Prescription drug abuse is particularly common among upper middle class students, according to Lisa Jack, a clinical psychologist at Augsburg College in Minneapolis, Minnesota.

"It just goes to show that where you're from doesn't matter," Jack said.

And young people don't have to go far to get these drugs. "Prescription drugs are very easy for kids to get," Califano said. "They can get them from the Internet. They can get them from their parents' medicine cabinets. They can get them from their friends."

He said often students get them from friends who were prescribed these drugs legitimately.

"Kids sell them to each other," Jack said. "Drug trading happens all the time."

Experts say it's particularly a problem with Adderall, a drug prescribed legitimately to millions of young people with attention-deficit hyperactivity disorder.

According to CASA, more than a third of children ages 11-18 in Wisconsin and Minnesota who'd been prescribed Adderall and other ADHD medications reported being approached to sell or trade their drugs.

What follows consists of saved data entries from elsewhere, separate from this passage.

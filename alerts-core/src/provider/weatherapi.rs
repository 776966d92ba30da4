use async_trait::async_trait;
use chrono::{DateTime, NaiveDate, TimeDelta, Utc};
use reqwest::{Client, StatusCode};
use serde::{Deserialize, de::DeserializeOwned};
use std::time::Duration;
use tracing::debug;

use crate::{
    model::{DayRecord, ForecastData},
    provider::{ForecastQuery, ProviderError},
};

use super::WeatherProvider;

const DEFAULT_BASE_URL: &str = "https://api.weatherapi.com/v1";
const REQUEST_TIMEOUT: Duration = Duration::from_secs(15);

/// WeatherAPI.com error code for "No matching location found."
const NO_LOCATION_FOUND: i64 = 1006;

/// Largest UTC offset in use (Pacific/Kiritimati, UTC+14).
const MAX_UTC_OFFSET_HOURS: i64 = 14;

#[derive(Debug, Clone)]
pub struct WeatherApiProvider {
    api_key: String,
    base_url: String,
    http: Client,
}

impl WeatherApiProvider {
    pub fn new(api_key: String) -> Self {
        Self::with_base_url(api_key, DEFAULT_BASE_URL)
    }

    pub fn with_base_url(api_key: String, base_url: impl Into<String>) -> Self {
        Self { api_key, base_url: base_url.into(), http: Client::new() }
    }

    async fn get_json<T: DeserializeOwned>(
        &self,
        endpoint: &str,
        location: &str,
        params: &[(&str, String)],
    ) -> Result<T, ProviderError> {
        let url = format!("{}/{endpoint}", self.base_url);

        let res = self
            .http
            .get(&url)
            .timeout(REQUEST_TIMEOUT)
            .query(&[("key", self.api_key.as_str()), ("q", location)])
            .query(params)
            .send()
            .await
            .map_err(classify_reqwest)?;

        let status = res.status();
        let body = res.text().await.map_err(classify_reqwest)?;

        if !status.is_success() {
            debug!(%status, endpoint, location, "weather provider rejected request");
            return Err(classify_status(status, location, &body));
        }

        serde_json::from_str(&body)
            .map_err(|e| ProviderError::Decode(format!("{endpoint}: {e}")))
    }
}

#[derive(Debug, Deserialize)]
struct WaErrorBody {
    error: WaError,
}

#[derive(Debug, Deserialize)]
struct WaError {
    code: i64,
    message: String,
}

#[derive(Debug, Deserialize)]
struct WaLocation {
    name: String,
}

#[derive(Debug, Deserialize)]
struct WaHistoryResponse {
    location: Option<WaLocation>,
    forecast: crate::model::Forecast,
}

#[async_trait]
impl WeatherProvider for WeatherApiProvider {
    async fn fetch_forecast(
        &self,
        location: &str,
        query: ForecastQuery,
    ) -> Result<ForecastData, ProviderError> {
        let yes_no = |flag: bool| String::from(if flag { "yes" } else { "no" });

        self.get_json(
            "forecast.json",
            location,
            &[
                ("days", query.days.to_string()),
                ("aqi", yes_no(query.include_air_quality)),
                ("alerts", yes_no(query.include_alerts)),
            ],
        )
        .await
    }

    async fn fetch_history(
        &self,
        location: &str,
        date: NaiveDate,
    ) -> Result<DayRecord, ProviderError> {
        if date > latest_history_date(Utc::now()) {
            return Err(ProviderError::FutureDate(date));
        }

        let parsed: WaHistoryResponse = self
            .get_json("history.json", location, &[("dt", date.format("%Y-%m-%d").to_string())])
            .await?;

        let day = parsed
            .forecast
            .forecastday
            .into_iter()
            .next()
            .map(|d| d.day)
            .unwrap_or_default();

        Ok(DayRecord { date, location_name: parsed.location.map(|l| l.name), day })
    }
}

/// Latest date that is already "today" somewhere on Earth at `now`. Callers
/// check against their own local date; this only stops requests for days that
/// have not started in any zone.
fn latest_history_date(now: DateTime<Utc>) -> NaiveDate {
    (now + TimeDelta::hours(MAX_UTC_OFFSET_HOURS)).date_naive()
}

fn classify_reqwest(err: reqwest::Error) -> ProviderError {
    if err.is_timeout() {
        ProviderError::Timeout
    } else {
        ProviderError::Network(err.to_string())
    }
}

fn classify_status(status: StatusCode, location: &str, body: &str) -> ProviderError {
    if status == StatusCode::TOO_MANY_REQUESTS {
        return ProviderError::RateLimited;
    }

    match serde_json::from_str::<WaErrorBody>(body) {
        Ok(WaErrorBody { error }) if error.code == NO_LOCATION_FOUND => {
            ProviderError::InvalidLocation(location.to_string())
        }
        Ok(WaErrorBody { error }) => {
            ProviderError::Network(format!("{status}: {} (code {})", error.message, error.code))
        }
        Err(_) => ProviderError::Network(format!("{status}: {}", truncate_body(body))),
    }
}

fn truncate_body(body: &str) -> String {
    const MAX: usize = 200;
    if body.len() > MAX {
        let cut = (0..=MAX).rev().find(|&i| body.is_char_boundary(i)).unwrap_or(0);
        format!("{}...", &body[..cut])
    } else {
        body.to_string()
    }
}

And often they say yes, according to one Canadian study that found one out of four teens who'd been legitimately prescribed Ritalin gave or sold some of their drugs.

Another appeal to prescription drugs, besides the easy access, is that young people often perceive them as safer.

"They don't have to go to the streets and deal with some guy they don't know and get marijuana where they don't know what's in it," Califano said. "Also, they see their parents using these drugs, so they seem safe."

http://www.cnn.com/2007/HEALTH/07/05/drug.use/index.html
 
And the moremoan state of Utah has the higherst prescription drug abuse level of any other state. I think KY is second or third....
And Utah is one of the big Bush states so it is full on cons.....
 
I wonder when Rush Limbaugh will be raging against this as another example of a liberal, out of control society, characterized by moral relativity?


Ooops. Wait. I forget Rushter is a pill head himself.
 
I'm going to go out on a limb and say 700,000 kids in jail for the ghanja which is less harmfull than beer and cigarettes. Hmmm, wonder how many lobyist those two groups support.